About this exercise: Every entry needs to be duplicated exactly.

┌─ The data

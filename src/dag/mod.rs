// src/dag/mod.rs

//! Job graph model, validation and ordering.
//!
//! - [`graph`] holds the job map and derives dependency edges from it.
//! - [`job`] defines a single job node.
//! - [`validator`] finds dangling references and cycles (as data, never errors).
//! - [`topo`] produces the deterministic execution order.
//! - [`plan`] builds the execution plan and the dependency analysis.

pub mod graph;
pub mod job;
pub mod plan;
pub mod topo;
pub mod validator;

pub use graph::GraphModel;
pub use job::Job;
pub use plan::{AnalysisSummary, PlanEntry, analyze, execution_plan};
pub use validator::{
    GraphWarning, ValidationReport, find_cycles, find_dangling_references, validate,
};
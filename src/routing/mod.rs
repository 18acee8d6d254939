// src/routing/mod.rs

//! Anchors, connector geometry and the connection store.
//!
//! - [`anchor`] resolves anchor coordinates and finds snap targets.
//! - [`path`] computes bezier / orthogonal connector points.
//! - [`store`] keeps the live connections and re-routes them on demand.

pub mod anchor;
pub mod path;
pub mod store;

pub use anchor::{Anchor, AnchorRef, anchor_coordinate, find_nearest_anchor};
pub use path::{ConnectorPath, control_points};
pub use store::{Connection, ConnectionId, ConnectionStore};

└─

Result of this exercise:
filename src/dag/mod.rs
// src/dag/mod.rs

//! Job graph model, validation and ordering.
//!
//! - [`graph`] holds the job map and derives dependency edges from it.
//! - [`job`] defines a single job node.
//! - [`validator`] finds dangling references and cycles (as data, never errors).
//! - [`topo`] produces the deterministic execution order.
//! - [`plan`] builds the execution plan and the dependency analysis.

pub mod graph;
pub mod job;
pub mod plan;
pub mod topo;
pub mod validator;

pub use graph::GraphModel;
pub use job::Job;
pub use plan::{AnalysisSummary, PlanEntry, analyze, execution_plan};
pub use validator::{
    GraphWarning, ValidationReport, find_cycles, find_dangling_references, validate,
};
filename src/routing/mod.rs
repository 18acee8d6d254939
// src/routing/mod.rs

//! Anchors, connector geometry and the connection store.
//!
//! - [`anchor`] resolves anchor coordinates and finds snap targets.
//! - [`path`] computes bezier / orthogonal connector points.
//! - [`store`] keeps the live connections and re-routes them on demand.

pub mod anchor;
pub mod path;
pub mod store;

pub use anchor::{Anchor, AnchorRef, anchor_coordinate, find_nearest_anchor};
pub use path::{ConnectorPath, control_points};
pub use store::{Connection, ConnectionId, ConnectionStore};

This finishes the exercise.